Identifying invasiveness to aid lung adenocarcinoma diagnosis using deep learning and pathomics

Abstract Most classification efforts for primary subtypes of lung adenocarcinoma (LUAD) have not yet been integrated into clinical practice. This study explores the feasibility of combining deep learning and pathomics to identify tumor invasiveness in LUAD patients, highlighting its potential clinical value in assisting junior and intermediate pathologists. We retrospectively analyzed whole slide image (WSI) data from 289 patients with surgically resected ground-glass nodules (GGNs). First, three ResNet deep learning models were used to identify tumor regions.
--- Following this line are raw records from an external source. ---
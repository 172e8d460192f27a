//! 로테이션 엔진 전반에서 사용되는 공통 타입.

mod calendar;
mod decimal;

pub use calendar::*;
pub use decimal::*;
Second, features from the best-performing model were extracted to build pathomics using machine learning classifiers. Third, the accuracy of pathomics in predicting tumor invasiveness was compared with junior and intermediate pathologists’ diagnoses. Performance was evaluated using the area under receiver operator characteristic curve (AUC). On the test cohort, ResNet18 achieved the highest AUC (0.956) and sensitivity (0.832) in identifying tumor areas, with an accuracy of 0.904; Random Forest provided high accuracy and AUC values of 0.814 and 0.807 in assessing tumor invasiveness. Pathology assistance improved diagnostic accuracy for junior and intermediate pathologists, with AUC values increasing from 0.547 to 0.759 and 0.656 to 0.769. This study suggests that deep learning and pathomics can enhance diagnostic accuracy, offering valuable support to pathologists.